Standard Benchmarking Datasets
The project defines several "Gold Standard" datasets used for cross-version performance tracking (The Locus Bench). These are the most important datasets for ensuring detector stability.
| Dataset Name | Config Path | Focus |
|---|---|---|
| Locus Pose Baseline | configs/experiments/locus_pose_baseline.yaml |
Pose estimation stability under distance and angle sweeps. |
Generating Benchmark Datasets
Benchmark datasets are defined as experiments and should be run using the experiment run command.
1. Fast Verification (Workbench)
Use the workbench renderer for rapid logic verification or if you only need bounding boxes without photorealistic noise.
uv run render-tag experiment run --config configs/experiments/locus_pose_baseline.yaml --renderer-mode workbench
2. Production Baseline (Cycles)
Generate high-fidelity data for training or final verification using the cycles renderer. Use --workers to parallelize the generation.

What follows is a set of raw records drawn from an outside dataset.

//! Filesystem layout for everything the runtime persists.
//!
//! All state lives under a single home directory, by default the platform
//! local-data dir plus `eStarter`.

use std::path::{Path, PathBuf};

use estarter_shared::{EstarterError, EstarterResult};

/// Options for constructing an [`crate::runtime::AppRuntime`].
#[derive(Debug, Clone)]
pub struct RuntimeOptions {
    /// Root directory for all persisted state. Must be absolute.
    pub home_dir: PathBuf,
}

impl Default for RuntimeOptions {
    fn default() -> Self {
        let base = dirs::data_local_dir().unwrap_or_else(std::env::temp_dir);
        Self {
            home_dir: base.join("eStarter"),
        }
    }
}

/// Maps the home directory onto every persistent path the runtime uses.
///
/// Immutable after construction.
#[derive(Debug, Clone)]
pub struct FilesystemLayout {
    home_dir: PathBuf,
}

impl FilesystemLayout {
    pub fn new(home_dir: PathBuf) -> Self {
        Self { home_dir }
    }

    pub fn home_dir(&self) -> &Path {
        &self.home_dir
    }

    /// Serialized permission grants, one entry per app.
    pub fn permissions_path(&self) -> PathBuf {
        self.home_dir.join("permissions.json")
    }

    /// Global permission policies.
    pub fn policies_path(&self) -> PathBuf {
        self.home_dir.join("system-policies.json")
    }

    /// Root of the zoned virtual filesystem.
    pub fn vfs_root(&self) -> PathBuf {
        self.home_dir.join("vfs")
    }

    /// Installed apps, one directory per app id.
    pub fn apps_dir(&self) -> PathBuf {
        self.home_dir.join("apps")
    }

    pub fn app_dir(&self, app_id: &str) -> PathBuf {
        self.apps_dir().join(app_id)
    }

    pub fn logs_dir(&self) -> PathBuf {
        self.home_dir.join("logs")
    }

    /// Create the directory tree. Called once during runtime construction.
    pub fn prepare(&self) -> EstarterResult<()> {
        for dir in [
            self.home_dir.clone(),
            self.vfs_root(),
            self.apps_dir(),
            self.logs_dir(),
        ] {
            std::fs::create_dir_all(&dir).map_err(|e| {
                EstarterError::Storage(format!(
                    "Failed to create directory {}: {}",
                    dir.display(),
                    e
                ))
            })?;
        }
        Ok(())
    }
}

uv run render-tag experiment run --config configs/experiments/locus_pose_baseline.yaml --workers 4 --renderer-mode cycles
3. Uploading Resulting Subsets
After a benchmark generation completes, the results should be pushed to the Hugging Face Hub as a versioned subset:
uv run render-tag hub push-dataset \
output/locus_pose_v1 \
NoeFontana/render-tag-bench \
--config-name pose_baseline_v1
Dataset Auditing & Quality Gates
After a benchmark generation completes, use the audit command to verify quality and check for statistical drift.
1. Run Audit
Generates a comprehensive quality report, including geometric coverage and integrity checks.

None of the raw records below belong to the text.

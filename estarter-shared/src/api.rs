//! The uniform request/reply unit for every kernel-mediated operation.
//!
//! The status integers are part of the guest-visible ABI and must stay
//! stable; see the command table for the static permission requirements.

use std::sync::atomic::{AtomicU64, Ordering};

use serde::{Deserialize, Serialize};

use crate::permissions::Permission;

// ============================================================================
// API STATUS
// ============================================================================

/// Outcome of an API request.
///
/// The integer encoding is exposed to guests (it is all a wasm guest ever
/// sees of a response) and is stable.
#[derive(Debug, Clone, Copy, PartialEq, Eq, Hash, Serialize, Deserialize)]
#[serde(into = "i32", try_from = "i32")]
pub enum ApiStatus {
    Success = 0,
    Error = 1,
    PermissionDenied = 2,
    NotFound = 3,
    InvalidRequest = 4,
    Timeout = 5,
    Busy = 6,
    NotSupported = 7,
}

impl ApiStatus {
    pub fn as_i32(&self) -> i32 {
        *self as i32
    }

    pub fn from_i32(code: i32) -> Option<Self> {
        match code {
            0 => Some(ApiStatus::Success),
            1 => Some(ApiStatus::Error),
            2 => Some(ApiStatus::PermissionDenied),
            3 => Some(ApiStatus::NotFound),
            4 => Some(ApiStatus::InvalidRequest),
            5 => Some(ApiStatus::Timeout),
            6 => Some(ApiStatus::Busy),
            7 => Some(ApiStatus::NotSupported),
            _ => None,
        }
    }

    pub fn as_str(&self) -> &'static str {
        match self {
            ApiStatus::Success => "success",
            ApiStatus::Error => "error",
            ApiStatus::PermissionDenied => "permission_denied",
            ApiStatus::NotFound => "not_found",
            ApiStatus::InvalidRequest => "invalid_request",
            ApiStatus::Timeout => "timeout",
            ApiStatus::Busy => "busy",
            ApiStatus::NotSupported => "not_supported",
        }
    }
}

impl From<ApiStatus> for i32 {
    fn from(status: ApiStatus) -> i32 {
        status.as_i32()
    }
}

impl TryFrom<i32> for ApiStatus {
    type Error = String;

    fn try_from(code: i32) -> Result<Self, String> {
        ApiStatus::from_i32(code).ok_or_else(|| format!("unknown api status code {}", code))
    }
}

impl std::fmt::Display for ApiStatus {
    fn fmt(&self, f: &mut std::fmt::Formatter<'_>) -> std::fmt::Result {
        write!(f, "{}", self.as_str())
    }
}

// ============================================================================
// API COMMAND
// ============================================================================

/// Numeric command codes behind the string commands hosted apps send.
///
/// Each command carries a static permission mask checked by the kernel
/// before dispatch.
#[derive(Debug, Clone, Copy, PartialEq, Eq, Hash, Serialize, Deserialize)]
#[serde(rename_all = "snake_case")]
#[repr(u16)]
pub enum ApiCommand {
    Ping = 1,
    GetTime = 2,
    GetSystemInfo = 3,
    GetProcessList = 4,

    CheckPermission = 10,
    GetPermissions = 11,
    RequestPermission = 12,

    ReadFile = 20,
    ReadText = 21,
    WriteFile = 22,
    WriteText = 23,
    DeleteFile = 24,
    FileExists = 25,
    GetFileInfo = 26,
    CreateDirectory = 27,
    ListDirectory = 28,
    DeleteDirectory = 29,

    ShowNotification = 40,
}

impl ApiCommand {
    pub const ALL: &'static [ApiCommand] = &[
        ApiCommand::Ping,
        ApiCommand::GetTime,
        ApiCommand::GetSystemInfo,
        ApiCommand::GetProcessList,
        ApiCommand::CheckPermission,
        ApiCommand::GetPermissions,
        ApiCommand::RequestPermission,
        ApiCommand::ReadFile,
        ApiCommand::ReadText,
        ApiCommand::WriteFile,
        ApiCommand::WriteText,
        ApiCommand::DeleteFile,
        ApiCommand::FileExists,
        ApiCommand::GetFileInfo,
        ApiCommand::CreateDirectory,
        ApiCommand::ListDirectory,
        ApiCommand::DeleteDirectory,
        ApiCommand::ShowNotification,
    ];

    pub fn code(&self) -> u16 {
        *self as u16
    }

    pub fn as_str(&self) -> &'static str {
        match self {
            ApiCommand::Ping => "ping",
            ApiCommand::GetTime => "get_time",
            ApiCommand::GetSystemInfo => "get_system_info",
            ApiCommand::GetProcessList => "get_process_list",
            ApiCommand::CheckPermission => "check_permission",
            ApiCommand::GetPermissions => "get_permissions",
            ApiCommand::RequestPermission => "request_permission",
            ApiCommand::ReadFile => "read_file",
            ApiCommand::ReadText => "read_text",
            ApiCommand::WriteFile => "write_file",
            ApiCommand::WriteText => "write_text",
            ApiCommand::DeleteFile => "delete_file",
            ApiCommand::FileExists => "file_exists",
            ApiCommand::GetFileInfo => "get_file_info",
            ApiCommand::CreateDirectory => "create_directory",
            ApiCommand::ListDirectory => "list_directory",
            ApiCommand::DeleteDirectory => "delete_directory",
            ApiCommand::ShowNotification => "show_notification",
        }
    }

    /// Permissions the caller must hold before the handler runs.
    pub fn required_permissions(&self) -> Permission {
        match self {
            ApiCommand::Ping
            | ApiCommand::GetTime
            | ApiCommand::CheckPermission
            | ApiCommand::GetPermissions
            | ApiCommand::RequestPermission => Permission::empty(),

            ApiCommand::GetSystemInfo | ApiCommand::GetProcessList => Permission::SYSTEM_INFO,

            ApiCommand::ReadFile
            | ApiCommand::ReadText
            | ApiCommand::FileExists
            | ApiCommand::GetFileInfo
            | ApiCommand::ListDirectory => Permission::FILE_READ,

            ApiCommand::WriteFile | ApiCommand::WriteText | ApiCommand::CreateDirectory => {
                Permission::FILE_WRITE
            }

            ApiCommand::DeleteFile | ApiCommand::DeleteDirectory => Permission::FILE_DELETE,

            ApiCommand::ShowNotification => Permission::NOTIFICATION,
        }
    }
}

impl std::str::FromStr for ApiCommand {
    type Err = ();

    fn from_str(s: &str) -> Result<Self, Self::Err> {
        ApiCommand::ALL
            .iter()
            .copied()
            .find(|c| c.as_str() == s)
            .ok_or(())
    }
}

impl std::fmt::Display for ApiCommand {
    fn fmt(&self, f: &mut std::fmt::Formatter<'_>) -> std::fmt::Result {
        write!(f, "{}", self.as_str())
    }
}

// ============================================================================
// REQUEST / RESPONSE
// ============================================================================

/// A kernel-mediated API request.
#[derive(Debug, Clone, Serialize, Deserialize)]
pub struct ApiRequest {
    pub command: ApiCommand,
    pub request_id: u64,
    #[serde(default, skip_serializing_if = "Option::is_none")]
    pub data: Option<serde_json::Value>,
}

impl ApiRequest {
    pub fn new(command: ApiCommand, request_id: u64) -> Self {
        Self {
            command,
            request_id,
            data: None,
        }
    }

    pub fn with_data(command: ApiCommand, request_id: u64, data: serde_json::Value) -> Self {
        Self {
            command,
            request_id,
            data: Some(data),
        }
    }
}

/// The reply to an [`ApiRequest`], echoing its `request_id`.
#[derive(Debug, Clone, Serialize, Deserialize)]
pub struct ApiResponse {
    pub request_id: u64,
    pub status: ApiStatus,
    #[serde(default, skip_serializing_if = "Option::is_none")]
    pub data: Option<serde_json::Value>,
    #[serde(default, skip_serializing_if = "Option::is_none")]
    pub error: Option<String>,
}

impl ApiResponse {
    pub fn success(request_id: u64, data: Option<serde_json::Value>) -> Self {
        Self {
            request_id,
            status: ApiStatus::Success,
            data,
            error: None,
        }
    }

    pub fn failure(request_id: u64, status: ApiStatus, error: impl Into<String>) -> Self {
        Self {
            request_id,
            status,
            data: None,
            error: Some(error.into()),
        }
    }

    pub fn error(request_id: u64, message: impl Into<String>) -> Self {
        Self::failure(request_id, ApiStatus::Error, message)
    }

    pub fn permission_denied(request_id: u64, missing: Permission) -> Self {
        Self::failure(
            request_id,
            ApiStatus::PermissionDenied,
            format!("missing permission: {}", missing),
        )
    }

    pub fn not_supported(request_id: u64, command: &str) -> Self {
        Self::failure(
            request_id,
            ApiStatus::NotSupported,
            format!("unsupported command: {}", command),
        )
    }

    pub fn invalid(request_id: u64, message: impl Into<String>) -> Self {
        Self::failure(request_id, ApiStatus::InvalidRequest, message)
    }

    pub fn is_success(&self) -> bool {
        self.status == ApiStatus::Success
    }
}

/// Process-wide monotonic request id source.
#[derive(Debug, Default)]
pub struct RequestIdGen {
    next: AtomicU64,
}

impl RequestIdGen {
    pub const fn new() -> Self {
        Self {
            next: AtomicU64::new(1),
        }
    }

    pub fn next(&self) -> u64 {
        self.next.fetch_add(1, Ordering::Relaxed)
    }
}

uv run render-tag audit run --dir output/locus_pose_v1
2. Compare Datasets (Drift Detection)
Compare two datasets to detect performance regressions or distribution shifts.
uv run render-tag audit diff --base output/baseline --experimental output/variant_a
Performance Tracking & Telemetry
render-tag includes a built-in telemetry system that monitors worker health and rendering throughput in real-time.
Automated Collection
The UnifiedWorkerOrchestrator automatically collects telemetry from all active workers. This data is used for:
- Resource Guarding: Automatically restarting workers if VRAM exceeds thresholds.
- Throughput Analysis: Measuring renders-per-second and total execution time.
Analysis
Telemetry is typically saved as telemetry.csv in the dataset output directory. You can analyze this data using the TelemetryAuditor or by inspecting the summary in the audit command output.
from render_tag.audit.auditor import TelemetryAuditor
auditor = TelemetryAuditor()
# ... (Orchestrator adds entries during run) ...
auditor.save_csv(Path("output/dataset_01/telemetry.csv"))
Optimizations
render-tag implements several performance optimizations:
- ZMQ Hot Loop: Persistent workers avoid Blender startup overhead.
- Mesh Pooling: Blender objects are reused across scenes.
- Lazy Assets: HDRIs and textures are cached in VRAM.